▸ **Source material**:
//! Typed codec between native result values and the remote byte payload.
//!
//! Remote payloads are self-describing JSON. Encoding is a plain
//! `serde_json` serialization. Decoding dispatches on the shape the caller
//! declared for the result, not on the bytes: pointer-like targets decode
//! strictly in one step, every other shape decodes into a loosely-typed
//! intermediate [`Value`] first and is then coerced into the declared
//! target type, tolerating safe representation mismatches (numeric
//! strings, exact-valued floats in integer fields, numbers where strings
//! are expected). This two-phase decode is what lets a single read path
//! serve arbitrary result types without per-type code at the call site.
//!
//! The local backend never touches this module.

use serde::Serialize;
use serde::de::{
    self, DeserializeOwned, Deserializer, IntoDeserializer, MapAccess, SeqAccess, Visitor,
};
use serde_json::{Map, Value};

use crate::error::{CacheError, CacheResult};

/// Decode strategy for the declared result shape, chosen when the request
/// is configured.
#[derive(Debug, Clone, Copy, PartialEq, Eq)]
pub enum Shape {
    /// Boxed or otherwise indirect target; bytes decode strictly, straight
    /// into the destination type.
    Pointer,
    /// List-like target; elements are coerced leniently one by one.
    Sequence,
    /// Record or map target; fields are coerced leniently field by field.
    Mapping,
    /// Single-value target; coerced leniently.
    Scalar,
}

/// Encode a result value as self-describing JSON bytes.
pub(crate) fn encode<T: Serialize>(value: &T) -> CacheResult<Vec<u8>> {
    serde_json::to_vec(value).map_err(CacheError::Encode)
}

/// Decode a remote payload into the declared target type, dispatching on
/// the declared shape.
pub(crate) fn decode<T: DeserializeOwned>(shape: Shape, bytes: &[u8]) -> CacheResult<T> {
    match shape {
        Shape::Pointer => serde_json::from_slice(bytes).map_err(CacheError::Decode),
        Shape::Sequence => {
            let elements: Vec<Value> = serde_json::from_slice(bytes).map_err(CacheError::Decode)?;
            T::deserialize(Lenient(Value::Array(elements))).map_err(CacheError::Decode)
        }
        Shape::Mapping => {
            let fields: Map<String, Value> =
                serde_json::from_slice(bytes).map_err(CacheError::Decode)?;
            T::deserialize(Lenient(Value::Object(fields))).map_err(CacheError::Decode)
        }
        Shape::Scalar => {
            let value: Value = serde_json::from_slice(bytes).map_err(CacheError::Decode)?;
            T::deserialize(Lenient(value)).map_err(CacheError::Decode)
        }
    }
}

type DecodeError = serde_json::Error;

fn json_type(value: &Value) -> &'static str {
    match value {
        Value::Null => "null",
        Value::Bool(_) => "boolean",
        Value::Number(_) => "number",
        Value::String(_) => "string",
        Value::Array(_) => "array",
        Value::Object(_) => "object",
    }
}

fn mismatch(expected: &str, value: &Value) -> DecodeError {
    de::Error::custom(format!(
        "cannot coerce {} into {expected}",
        json_type(value)
    ))
}

/// Signed-integer reading of a loose value. Accepts integer numbers,
/// floats with an exact integer value, numeric strings and booleans.
fn lenient_i64(value: &Value) -> Option<i64> {
    match value {
        Value::Number(n) => n.as_i64().or_else(|| {
            n.as_f64()
                .filter(|f| f.fract() == 0.0 && *f >= i64::MIN as f64 && *f <= i64::MAX as f64)
                .map(|f| f as i64)
        }),
        Value::String(s) => s.trim().parse().ok(),
        Value::Bool(b) => Some(i64::from(*b)),
        _ => None,
    }
}

/// Unsigned counterpart of [`lenient_i64`].
fn lenient_u64(value: &Value) -> Option<u64> {
    match value {
        Value::Number(n) => n.as_u64().or_else(|| {
            n.as_f64()
                .filter(|f| f.fract() == 0.0 && *f >= 0.0 && *f <= u64::MAX as f64)
                .map(|f| f as u64)
        }),
        Value::String(s) => s.trim().parse().ok(),
        Value::Bool(b) => Some(u64::from(*b)),
        _ => None,
    }
}

fn lenient_f64(value: &Value) -> Option<f64> {
    match value {
        Value::Number(n) => n.as_f64(),
        Value::String(s) => s.trim().parse().ok(),
        Value::Bool(b) => Some(if *b { 1.0 } else { 0.0 }),
        _ => None,
    }
}

fn lenient_bool(value: &Value) -> Option<bool> {
    match value {
        Value::Bool(b) => Some(*b),
        Value::String(s) => match s.trim() {
            "true" | "1" => Some(true),
            "false" | "0" => Some(false),
            _ => None,
        },
        Value::Number(n) => n.as_f64().map(|f| f != 0.0),
        _ => None,
    }
}

/// Deserializer over a loosely-typed JSON intermediate that coerces into
/// the strictly-typed destination, recursively at every nesting level.
/// Lossy conversions fail; they are never silently dropped.
struct Lenient(Value);

macro_rules! lenient_number {
    ($method:ident, $visit:ident, $reader:ident, $expected:literal) => {
        fn $method<V>(self, visitor: V) -> Result<V::Value, Self::Error>
        where
            V: Visitor<'de>,
        {
            match $reader(&self.0) {
                Some(n) => visitor.$visit(n),
                None => Err(mismatch($expected, &self.0)),
            }
        }
    };
}

impl<'de> Deserializer<'de> for Lenient {
    type Error = DecodeError;

    fn deserialize_any<V>(self, visitor: V) -> Result<V::Value, Self::Error>
    where
        V: Visitor<'de>,
    {
        match self.0 {
            Value::Null => visitor.visit_unit(),
            Value::Bool(b) => visitor.visit_bool(b),
            Value::Number(n) => {
                if let Some(i) = n.as_i64() {
                    visitor.visit_i64(i)
                } else if let Some(u) = n.as_u64() {
                    visitor.visit_u64(u)
                } else if let Some(f) = n.as_f64() {
                    visitor.visit_f64(f)
                } else {
                    Err(de::Error::custom("unrepresentable number"))
                }
            }
            Value::String(s) => visitor.visit_string(s),
            Value::Array(elements) => visitor.visit_seq(LenientSeq(elements.into_iter())),
            Value::Object(fields) => visitor.visit_map(LenientMap {
                iter: fields.into_iter(),
                value: None,
            }),
        }
    }

    fn deserialize_bool<V>(self, visitor: V) -> Result<V::Value, Self::Error>
    where
        V: Visitor<'de>,
    {
        match lenient_bool(&self.0) {
            Some(b) => visitor.visit_bool(b),
            None => Err(mismatch("boolean", &self.0)),
        }
    }

    lenient_number!(deserialize_i8, visit_i64, lenient_i64, "integer");
    lenient_number!(deserialize_i16, visit_i64, lenient_i64, "integer");
    lenient_number!(deserialize_i32, visit_i64, lenient_i64, "integer");
    lenient_number!(deserialize_i64, visit_i64, lenient_i64, "integer");
    lenient_number!(deserialize_i128, visit_i64, lenient_i64, "integer");
    lenient_number!(deserialize_u8, visit_u64, lenient_u64, "unsigned integer");
    lenient_number!(deserialize_u16, visit_u64, lenient_u64, "unsigned integer");
    lenient_number!(deserialize_u32, visit_u64, lenient_u64, "unsigned integer");
    lenient_number!(deserialize_u64, visit_u64, lenient_u64, "unsigned integer");
    lenient_number!(deserialize_u128, visit_u64, lenient_u64, "unsigned integer");
    lenient_number!(deserialize_f32, visit_f64, lenient_f64, "float");
    lenient_number!(deserialize_f64, visit_f64, lenient_f64, "float");

    fn deserialize_char<V>(self, visitor: V) -> Result<V::Value, Self::Error>
    where
        V: Visitor<'de>,
    {
        match &self.0 {
            Value::String(s) => {
                let mut chars = s.chars();
                match (chars.next(), chars.next()) {
                    (Some(c), None) => visitor.visit_char(c),
                    _ => Err(mismatch("single character", &self.0)),
                }
            }
            _ => Err(mismatch("single character", &self.0)),
        }
    }

    fn deserialize_str<V>(self, visitor: V) -> Result<V::Value, Self::Error>
    where
        V: Visitor<'de>,
    {
        self.deserialize_string(visitor)
    }

    fn deserialize_string<V>(self, visitor: V) -> Result<V::Value, Self::Error>
    where
        V: Visitor<'de>,
    {
        match self.0 {
            Value::String(s) => visitor.visit_string(s),
            Value::Number(n) => visitor.visit_string(n.to_string()),
            Value::Bool(b) => visitor.visit_string(b.to_string()),
            other => Err(mismatch("string", &other)),
        }
    }

    fn deserialize_bytes<V>(self, visitor: V) -> Result<V::Value, Self::Error>
    where
        V: Visitor<'de>,
    {
        self.deserialize_byte_buf(visitor)
    }

    fn deserialize_byte_buf<V>(self, visitor: V) -> Result<V::Value, Self::Error>
    where
        V: Visitor<'de>,
    {
        match self.0 {
            Value::String(s) => visitor.visit_byte_buf(s.into_bytes()),
            Value::Array(elements) => {
                let bytes = elements
                    .iter()
                    .map(|e| {
                        lenient_u64(e)
                            .and_then(|n| u8::try_from(n).ok())
                            .ok_or_else(|| mismatch("byte", e))
                    })
                    .collect::<Result<Vec<u8>, _>>()?;
                visitor.visit_byte_buf(bytes)
            }
            other => Err(mismatch("bytes", &other)),
        }
    }

    fn deserialize_option<V>(self, visitor: V) -> Result<V::Value, Self::Error>
    where
        V: Visitor<'de>,
    {
        match self.0 {
            Value::Null => visitor.visit_none(),
            _ => visitor.visit_some(self),
        }
    }

    fn deserialize_unit<V>(self, visitor: V) -> Result<V::Value, Self::Error>
    where
        V: Visitor<'de>,
    {
        match self.0 {
            Value::Null => visitor.visit_unit(),
            other => Err(mismatch("null", &other)),
        }
    }

    fn deserialize_unit_struct<V>(
        self,
        _name: &'static str,
        visitor: V,
    ) -> Result<V::Value, Self::Error>
    where
        V: Visitor<'de>,
    {
        self.deserialize_unit(visitor)
    }

    fn deserialize_newtype_struct<V>(
        self,
        _name: &'static str,
        visitor: V,
    ) -> Result<V::Value, Self::Error>
    where
        V: Visitor<'de>,
    {
        visitor.visit_newtype_struct(self)
    }

    fn deserialize_seq<V>(self, visitor: V) -> Result<V::Value, Self::Error>
    where
        V: Visitor<'de>,
    {
        match self.0 {
            Value::Array(elements) => visitor.visit_seq(LenientSeq(elements.into_iter())),
            other => Err(mismatch("array", &other)),
        }
    }

    fn deserialize_tuple<V>(self, _len: usize, visitor: V) -> Result<V::Value, Self::Error>
    where
        V: Visitor<'de>,
    {
        self.deserialize_seq(visitor)
    }

    fn deserialize_tuple_struct<V>(
        self,
        _name: &'static str,
        _len: usize,
        visitor: V,
    ) -> Result<V::Value, Self::Error>
    where
        V: Visitor<'de>,
    {
        self.deserialize_seq(visitor)
    }

    fn deserialize_map<V>(self, visitor: V) -> Result<V::Value, Self::Error>
    where
        V: Visitor<'de>,
    {
        match self.0 {
            Value::Object(fields) => visitor.visit_map(LenientMap {
                iter: fields.into_iter(),
                value: None,
            }),
            other => Err(mismatch("object", &other)),
        }
    }

    fn deserialize_struct<V>(
        self,
        _name: &'static str,
        _fields: &'static [&'static str],
        visitor: V,
    ) -> Result<V::Value, Self::Error>
    where
        V: Visitor<'de>,
    {
        self.deserialize_map(visitor)
    }

    fn deserialize_enum<V>(
        self,
        _name: &'static str,
        _variants: &'static [&'static str],
        visitor: V,
    ) -> Result<V::Value, Self::Error>
    where
        V: Visitor<'de>,
    {
        match self.0 {
            Value::String(s) => visitor.visit_enum(s.into_deserializer()),
            Value::Object(fields) if fields.len() == 1 => {
                if let Some((variant, value)) = fields.into_iter().next() {
                    visitor.visit_enum(LenientEnum { variant, value })
                } else {
                    Err(de::Error::custom("empty enum object"))
                }
            }
            other => Err(mismatch("enum", &other)),
        }
    }

    fn deserialize_identifier<V>(self, visitor: V) -> Result<V::Value, Self::Error>
    where
        V: Visitor<'de>,
    {
        self.deserialize_string(visitor)
    }

    fn deserialize_ignored_any<V>(self, visitor: V) -> Result<V::Value, Self::Error>
    where
        V: Visitor<'de>,
    {
        visitor.visit_unit()
    }
}

struct LenientSeq(std::vec::IntoIter<Value>);

impl<'de> SeqAccess<'de> for LenientSeq {
    type Error = DecodeError;

    fn next_element_seed<S>(&mut self, seed: S) -> Result<Option<S::Value>, Self::Error>
    where
        S: de::DeserializeSeed<'de>,
    {
        match self.0.next() {
            Some(value) => seed.deserialize(Lenient(value)).map(Some),
            None => Ok(None),
        }
    }

    fn size_hint(&self) -> Option<usize> {
        Some(self.0.len())
    }
}

struct LenientMap {
    iter: serde_json::map::IntoIter,
    value: Option<Value>,
}

impl<'de> MapAccess<'de> for LenientMap {
    type Error = DecodeError;

    fn next_key_seed<S>(&mut self, seed: S) -> Result<Option<S::Value>, Self::Error>
    where
        S: de::DeserializeSeed<'de>,
    {
        match self.iter.next() {
            Some((key, value)) => {
                self.value = Some(value);
                seed.deserialize(key.into_deserializer()).map(Some)
            }
            None => Ok(None),
        }
    }

    fn next_value_seed<S>(&mut self, seed: S) -> Result<S::Value, Self::Error>
    where
        S: de::DeserializeSeed<'de>,
    {
        let value = self
            .value
            .take()
            .ok_or_else(|| de::Error::custom("value requested before key"))?;
        seed.deserialize(Lenient(value))
    }

    fn size_hint(&self) -> Option<usize> {
        Some(self.iter.len())
    }
}

struct LenientEnum {
    variant: String,
    value: Value,
}

impl<'de> de::EnumAccess<'de> for LenientEnum {
    type Error = DecodeError;
    type Variant = LenientVariant;

    fn variant_seed<S>(self, seed: S) -> Result<(S::Value, Self::Variant), Self::Error>
    where
        S: de::DeserializeSeed<'de>,
    {
        let variant = seed.deserialize(self.variant.into_deserializer())?;
        Ok((variant, LenientVariant(self.value)))
    }
}

struct LenientVariant(Value);

impl<'de> de::VariantAccess<'de> for LenientVariant {
    type Error = DecodeError;

    fn unit_variant(self) -> Result<(), Self::Error> {
        match self.0 {
            Value::Null => Ok(()),
            other => Err(mismatch("unit variant", &other)),
        }
    }

    fn newtype_variant_seed<S>(self, seed: S) -> Result<S::Value, Self::Error>
    where
        S: de::DeserializeSeed<'de>,
    {
        seed.deserialize(Lenient(self.0))
    }

    fn tuple_variant<V>(self, _len: usize, visitor: V) -> Result<V::Value, Self::Error>
    where
        V: Visitor<'de>,
    {
        Lenient(self.0).deserialize_seq(visitor)
    }

    fn struct_variant<V>(
        self,
        _fields: &'static [&'static str],
        visitor: V,
    ) -> Result<V::Value, Self::Error>
    where
        V: Visitor<'de>,
    {
        Lenient(self.0).deserialize_map(visitor)
    }
}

▸ **Assigned task**:
Across the data, find each line that has "method" in it and copy that line.

▸ **Output of the exercise**:
    ($method:ident, $visit:ident, $reader:ident, $expected:literal) => {
        fn $method<V>(self, visitor: V) -> Result<V::Value, Self::Error>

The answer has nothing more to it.